Nov 20, 2025 • Entry #001

Fighting Singularities in 6-DOF Manipulators 🦾

That moment when your Inverse Kinematics solver explodes. Implementing Damped Least Squares (DLS) for VR Teleoperation.

Update: Dec 16, 2025

Successfully presented the VR Interface Prototype today! The DLS solver handled the live demo stresses perfectly. Next stop: Haptic feedback integration.
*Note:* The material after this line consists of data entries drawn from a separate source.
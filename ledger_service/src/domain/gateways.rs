use crate::domain::entities::TransactionResult;
use crate::domain::error::LedgerError;
use async_trait::async_trait;
use std::time::Duration;

// Port for the distributed lock manager (named, expiring, token-owned mutexes)
#[async_trait]
pub trait LockStore: Send + Sync {
    /// Intenta fijar `lock:<name>` a un token fresco solo si está ausente.
    /// Retorna el token en éxito, `None` en contención.
    async fn acquire(&self, name: &str, ttl: Duration) -> Result<Option<String>, LedgerError>;

    /// Borra `lock:<name>` solo si su valor actual es `token`. No-op si el
    /// lock ya expiró y fue re-adquirido por otro dueño.
    async fn release(&self, name: &str, token: &str) -> Result<(), LedgerError>;

    /// Refresca la expiración solo si el valor actual es `token`.
    async fn extend(&self, name: &str, token: &str, ttl: Duration) -> Result<bool, LedgerError>;
}

// Port for the idempotency store (advisory cache over the durable unique index)
#[async_trait]
pub trait IdempotencyStore: Send + Sync {
    /// Retorna el resultado previo si existe (`idempotency:<key>`).
    async fn check(&self, key: &str) -> Result<Option<TransactionResult>, LedgerError>;

    /// Persiste el resultado serializado con el TTL dado.
    async fn store(
        &self,
        key: &str,
        result: &TransactionResult,
        ttl: Duration,
    ) -> Result<(), LedgerError>;

    /// Fija el marcador in-flight `processing:<key>` solo si está ausente.
    /// Retorna `false` si ya estaba reclamado.
    async fn claim(&self, key: &str, ttl: Duration) -> Result<bool, LedgerError>;

    /// Borra el marcador in-flight.
    async fn unclaim(&self, key: &str) -> Result<(), LedgerError>;
}
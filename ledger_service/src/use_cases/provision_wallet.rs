use crate::domain::entities::{AssetType, OwnerType, Wallet};
use crate::domain::error::LedgerError;
use crate::domain::repository::{AssetTypeRepository, WalletRepository};
use crate::domain::types::AssetTypeId;
use std::sync::Arc;

/// Dueño de la billetera de sistema que origina los fondos acuñados.
pub const TREASURY_OWNER: &str = "TREASURY";

/// Dueño de la billetera de sistema que origina bonos y recibe compras.
pub const REVENUE_OWNER: &str = "REVENUE";

/// Caso de uso de aprovisionamiento: resuelve las billeteras de una operación
/// *antes* de entrar al ejecutor, que las trata como preexistentes por id.
///
/// La billetera destino del usuario se auto-crea en el primer uso; la carrera
/// contra otra creación concurrente la resuelve el índice único
/// `(owner_id, owner_type, asset_type_id)`.
#[derive(Clone)]
pub struct ProvisionWalletUseCase {
    wallet_repo: Arc<dyn WalletRepository>,
    asset_repo: Arc<dyn AssetTypeRepository>,
}

impl ProvisionWalletUseCase {
    pub fn new(
        wallet_repo: Arc<dyn WalletRepository>,
        asset_repo: Arc<dyn AssetTypeRepository>,
    ) -> Self {
        Self {
            wallet_repo,
            asset_repo,
        }
    }

    /// Valida que el activo exista y esté activo antes de tocar billeteras.
    pub async fn active_asset(&self, asset_type_id: AssetTypeId) -> Result<AssetType, LedgerError> {
        self.asset_repo
            .find_by_id(asset_type_id)
            .await?
            .filter(|asset| asset.active)
            .ok_or(LedgerError::AssetTypeNotFound(asset_type_id))
    }

    /// Billetera del usuario para el activo, creada con saldo 0 si no existe.
    pub async fn user_wallet(
        &self,
        user_id: &str,
        asset_type_id: AssetTypeId,
    ) -> Result<Wallet, LedgerError> {
        self.wallet_repo
            .find_or_create(user_id, OwnerType::USER, asset_type_id)
            .await
    }

    /// Billetera de sistema sembrada (TREASURY o REVENUE) para el activo.
    /// Nunca se auto-crea: su ausencia es un error de despliegue.
    pub async fn system_wallet(
        &self,
        owner_id: &str,
        asset_type_id: AssetTypeId,
    ) -> Result<Wallet, LedgerError> {
        self.wallet_repo
            .find_by_owner(owner_id, OwnerType::SYSTEM, asset_type_id)
            .await?
            .ok_or_else(|| {
                LedgerError::RepositoryError(format!(
                    "Missing seeded system wallet {} for asset {}",
                    owner_id, asset_type_id
                ))
            })
    }
}
use crate::domain::entities::TransactionResult;
use crate::domain::error::LedgerError;
use crate::domain::gateways::IdempotencyStore;
use async_trait::async_trait;
use redis::aio::MultiplexedConnection;
use redis::AsyncCommands;
use std::time::Duration;

/// Store de idempotencia sobre Redis.
///
/// Es un cache advisory del registro durable en `transactions`: puede
/// perderse sin comprometer la correctitud, el índice único sobre
/// `idempotency_key` sigue siendo la guarda canónica.
#[derive(Clone)]
pub struct RedisIdempotencyStore {
    conn: MultiplexedConnection,
}

impl RedisIdempotencyStore {
    pub fn new(conn: MultiplexedConnection) -> Self {
        Self { conn }
    }

    fn result_key(key: &str) -> String {
        format!("idempotency:{}", key)
    }

    fn claim_key(key: &str) -> String {
        format!("processing:{}", key)
    }
}

#[async_trait]
impl IdempotencyStore for RedisIdempotencyStore {
    async fn check(&self, key: &str) -> Result<Option<TransactionResult>, LedgerError> {
        let mut conn = self.conn.clone();

        let raw: Option<String> = conn
            .get(Self::result_key(key))
            .await
            .map_err(|e| LedgerError::IdempotencyStoreError(e.to_string()))?;

        match raw {
            Some(json) => serde_json::from_str(&json)
                .map(Some)
                .map_err(|e| LedgerError::IdempotencyStoreError(e.to_string())),
            None => Ok(None),
        }
    }

    async fn store(
        &self,
        key: &str,
        result: &TransactionResult,
        ttl: Duration,
    ) -> Result<(), LedgerError> {
        let mut conn = self.conn.clone();

        let json = serde_json::to_string(result)
            .map_err(|e| LedgerError::IdempotencyStoreError(e.to_string()))?;

        conn.set_ex::<_, _, ()>(Self::result_key(key), json, ttl.as_secs())
            .await
            .map_err(|e| LedgerError::IdempotencyStoreError(e.to_string()))?;

        Ok(())
    }

    async fn claim(&self, key: &str, ttl: Duration) -> Result<bool, LedgerError> {
        let mut conn = self.conn.clone();

        let reply: Option<String> = redis::cmd("SET")
            .arg(Self::claim_key(key))
            .arg("1")
            .arg("NX")
            .arg("EX")
            .arg(ttl.as_secs())
            .query_async(&mut conn)
            .await
            .map_err(|e| LedgerError::IdempotencyStoreError(e.to_string()))?;

        Ok(reply.is_some())
    }

    async fn unclaim(&self, key: &str) -> Result<(), LedgerError> {
        let mut conn = self.conn.clone();

        let _deleted: u64 = conn
            .del(Self::claim_key(key))
            .await
            .map_err(|e| LedgerError::IdempotencyStoreError(e.to_string()))?;

        Ok(())
    }
}
use axum::{
    http::StatusCode,
    response::{IntoResponse, Response},
    Json,
};
use serde_json::json;

use crate::domain::error::LedgerError;

// Error unificado de la API; envuelve la taxonomía de dominio.
#[derive(Debug)]
pub struct ApiError(pub LedgerError);

impl From<LedgerError> for ApiError {
    fn from(err: LedgerError) -> Self {
        ApiError(err)
    }
}

impl IntoResponse for ApiError {
    fn into_response(self) -> Response {
        let (status, error_message) = match self.0 {
            LedgerError::InsufficientBalance(_) => {
                (StatusCode::UNPROCESSABLE_ENTITY, self.0.to_string())
            }
            LedgerError::SourceWalletNotFound(_)
            | LedgerError::DestinationWalletNotFound(_)
            | LedgerError::WalletNotFound(_)
            | LedgerError::AssetTypeNotFound(_) => (StatusCode::NOT_FOUND, self.0.to_string()),
            LedgerError::InvalidAmount(_)
            | LedgerError::SameWallet(_)
            | LedgerError::IdempotencyKeyRequired => (StatusCode::BAD_REQUEST, self.0.to_string()),
            LedgerError::RequestAlreadyProcessing(_)
            | LedgerError::ConcurrentModificationSource(_)
            | LedgerError::ConcurrentModificationDestination(_) => {
                (StatusCode::CONFLICT, self.0.to_string())
            }
            LedgerError::LockUnavailable => {
                (StatusCode::SERVICE_UNAVAILABLE, self.0.to_string())
            }
            LedgerError::RepositoryError(ref e) => {
                tracing::error!("Database Repository Error: {}", e);
                (
                    StatusCode::INTERNAL_SERVER_ERROR,
                    "Internal server error".to_string(),
                )
            }
            LedgerError::LockStoreError(ref e) | LedgerError::IdempotencyStoreError(ref e) => {
                tracing::error!("Key/Value Store Error: {}", e);
                (
                    StatusCode::INTERNAL_SERVER_ERROR,
                    "Internal server error".to_string(),
                )
            }
        };

        let body = Json(json!({
            "status": "error",
            "message": error_message,
        }));

        (status, body).into_response()
    }
}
The Problem: Gimbal Lock's Evil Brother

During VR teleoperation testing with the Kinova MICO2, I noticed that when the arm reached full extension, the virtual model would jitter violently or snap to random configurations.

Diagnosis: Jacobian Singularity. The determinant of the Jacobian matrix approached zero, causing the inverse calculated velocities to approach infinity. In simple terms: the math broke because the arm didn't know which way was "up".

The Fix: Damped Least Squares

Instead of using the standard Moore-Penrose pseudoinverse J†, I switched to the Damped Least Squares (Levenberg-Marquardt) method.

Basically, we add a "damping factor" λ to the equation. It sacrifices a tiny bit of accuracy near singularities to ensure the velocities remain finite.

$/ solver_utils.py

def damped_least_squares(J, lambda_val=0.1):
    # J_dls = J.T * (J * J.T + lambda^2 * I)^-1
    inv_term = np.linalg.inv(J @ J.T + lambda_val**2 * np.eye(J.shape[0]))
    return J.T @ inv_term

Result

The movement is now buttery smooth even when I try to break it by fully extending the arm in VR. The robot slows down slightly near singular configurations (as it should) but never loses stability.